◆ Work to be completed
The span to copy runs from the line containing "pub mod cost_query_service;" to the last line below. Copy it exactly, with nothing else.

◆ Data section
pub mod aggregation_service;
pub mod chart_service;
pub mod cost_query_service;
pub mod publish_service;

◆ Answer area
pub mod cost_query_service;
pub mod publish_service;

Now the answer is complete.